*** Block opens ***

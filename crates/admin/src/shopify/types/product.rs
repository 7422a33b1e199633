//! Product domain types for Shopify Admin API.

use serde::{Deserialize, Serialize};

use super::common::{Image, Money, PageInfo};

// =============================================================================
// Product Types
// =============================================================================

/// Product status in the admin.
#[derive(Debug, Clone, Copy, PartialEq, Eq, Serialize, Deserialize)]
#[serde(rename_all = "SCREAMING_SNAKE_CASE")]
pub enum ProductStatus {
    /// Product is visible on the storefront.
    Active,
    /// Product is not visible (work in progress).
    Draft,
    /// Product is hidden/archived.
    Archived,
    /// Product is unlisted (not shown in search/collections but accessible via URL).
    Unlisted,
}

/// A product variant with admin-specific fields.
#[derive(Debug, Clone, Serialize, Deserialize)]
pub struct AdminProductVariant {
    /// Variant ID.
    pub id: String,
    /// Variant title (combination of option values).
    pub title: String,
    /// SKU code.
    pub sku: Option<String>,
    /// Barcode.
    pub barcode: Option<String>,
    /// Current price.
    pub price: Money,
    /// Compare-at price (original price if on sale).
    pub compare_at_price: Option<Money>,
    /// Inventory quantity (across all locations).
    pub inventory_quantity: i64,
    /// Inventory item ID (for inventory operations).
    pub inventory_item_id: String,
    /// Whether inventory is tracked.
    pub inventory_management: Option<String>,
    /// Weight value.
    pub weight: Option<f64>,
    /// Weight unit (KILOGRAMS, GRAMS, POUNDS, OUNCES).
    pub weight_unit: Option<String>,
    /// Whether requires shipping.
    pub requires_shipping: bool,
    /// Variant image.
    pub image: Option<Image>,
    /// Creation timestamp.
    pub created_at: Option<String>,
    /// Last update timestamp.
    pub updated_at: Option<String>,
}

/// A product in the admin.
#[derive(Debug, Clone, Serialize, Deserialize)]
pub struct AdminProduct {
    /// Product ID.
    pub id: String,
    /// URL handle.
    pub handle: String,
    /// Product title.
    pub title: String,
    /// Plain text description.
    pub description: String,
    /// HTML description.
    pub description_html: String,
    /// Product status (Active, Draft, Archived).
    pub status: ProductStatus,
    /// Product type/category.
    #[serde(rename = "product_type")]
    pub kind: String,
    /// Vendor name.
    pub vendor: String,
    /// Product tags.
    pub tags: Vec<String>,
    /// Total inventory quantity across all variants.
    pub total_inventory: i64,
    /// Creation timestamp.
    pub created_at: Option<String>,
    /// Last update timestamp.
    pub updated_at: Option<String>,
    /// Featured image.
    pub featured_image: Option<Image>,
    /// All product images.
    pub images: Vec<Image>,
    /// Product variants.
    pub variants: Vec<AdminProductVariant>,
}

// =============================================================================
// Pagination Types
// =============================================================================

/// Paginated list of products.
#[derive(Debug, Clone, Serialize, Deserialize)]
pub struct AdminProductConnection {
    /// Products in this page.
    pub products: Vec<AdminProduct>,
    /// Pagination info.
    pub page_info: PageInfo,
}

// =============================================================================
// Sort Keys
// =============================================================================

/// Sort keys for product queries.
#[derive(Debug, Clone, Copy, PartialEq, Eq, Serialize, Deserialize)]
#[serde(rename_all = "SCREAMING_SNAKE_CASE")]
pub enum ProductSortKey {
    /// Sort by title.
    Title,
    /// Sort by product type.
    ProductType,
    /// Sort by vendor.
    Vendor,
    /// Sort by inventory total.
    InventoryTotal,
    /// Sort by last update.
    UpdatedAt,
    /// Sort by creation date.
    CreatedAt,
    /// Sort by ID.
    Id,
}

*** Block closes ***
*** Block opens ***

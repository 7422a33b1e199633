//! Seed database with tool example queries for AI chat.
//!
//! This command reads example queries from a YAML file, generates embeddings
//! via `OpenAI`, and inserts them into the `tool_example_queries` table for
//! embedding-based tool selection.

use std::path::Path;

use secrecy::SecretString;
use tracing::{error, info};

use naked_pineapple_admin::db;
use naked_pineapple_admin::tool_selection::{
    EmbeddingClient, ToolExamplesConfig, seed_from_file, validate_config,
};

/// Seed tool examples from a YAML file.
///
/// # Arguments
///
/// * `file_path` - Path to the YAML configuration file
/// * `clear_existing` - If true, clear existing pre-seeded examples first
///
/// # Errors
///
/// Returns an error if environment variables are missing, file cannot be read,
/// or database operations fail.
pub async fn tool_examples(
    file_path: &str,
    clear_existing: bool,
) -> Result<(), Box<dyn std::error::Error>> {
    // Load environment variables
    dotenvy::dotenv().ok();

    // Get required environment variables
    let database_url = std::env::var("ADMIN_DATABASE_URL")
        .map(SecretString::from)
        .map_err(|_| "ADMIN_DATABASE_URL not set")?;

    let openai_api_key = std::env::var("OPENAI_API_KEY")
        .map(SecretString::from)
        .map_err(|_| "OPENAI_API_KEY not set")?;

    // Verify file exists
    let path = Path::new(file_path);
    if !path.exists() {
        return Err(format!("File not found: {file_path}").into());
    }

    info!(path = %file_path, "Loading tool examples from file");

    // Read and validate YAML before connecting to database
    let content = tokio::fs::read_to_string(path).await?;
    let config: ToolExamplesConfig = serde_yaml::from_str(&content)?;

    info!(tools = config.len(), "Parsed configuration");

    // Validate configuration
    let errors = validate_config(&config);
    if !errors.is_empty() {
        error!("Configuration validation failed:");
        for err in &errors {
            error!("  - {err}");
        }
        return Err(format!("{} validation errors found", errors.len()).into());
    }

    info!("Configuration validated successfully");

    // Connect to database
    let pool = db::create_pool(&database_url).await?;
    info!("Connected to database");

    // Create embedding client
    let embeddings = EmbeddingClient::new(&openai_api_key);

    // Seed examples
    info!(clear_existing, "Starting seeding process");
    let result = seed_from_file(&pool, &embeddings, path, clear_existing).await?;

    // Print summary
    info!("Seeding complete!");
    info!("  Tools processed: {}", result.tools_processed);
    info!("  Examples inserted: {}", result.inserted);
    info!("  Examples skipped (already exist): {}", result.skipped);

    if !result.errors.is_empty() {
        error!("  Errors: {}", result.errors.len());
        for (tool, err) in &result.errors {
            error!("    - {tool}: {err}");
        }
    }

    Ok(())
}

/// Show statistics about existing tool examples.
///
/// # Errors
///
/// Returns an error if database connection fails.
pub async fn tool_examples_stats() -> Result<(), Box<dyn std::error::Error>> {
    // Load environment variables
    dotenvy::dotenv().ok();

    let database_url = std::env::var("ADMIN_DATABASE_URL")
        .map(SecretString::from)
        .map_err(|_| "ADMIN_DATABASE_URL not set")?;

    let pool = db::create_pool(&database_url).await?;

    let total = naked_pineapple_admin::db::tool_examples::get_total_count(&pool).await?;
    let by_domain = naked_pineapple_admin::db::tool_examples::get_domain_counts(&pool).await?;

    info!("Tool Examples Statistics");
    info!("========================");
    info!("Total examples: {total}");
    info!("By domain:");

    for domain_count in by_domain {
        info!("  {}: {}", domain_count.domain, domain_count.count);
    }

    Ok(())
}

*** Block closes ***

» TO DO: Return each line from the entries above that includes "across".

» TASK SOLUTION:
    /// Inventory quantity (across all locations).
    /// Total inventory quantity across all variants.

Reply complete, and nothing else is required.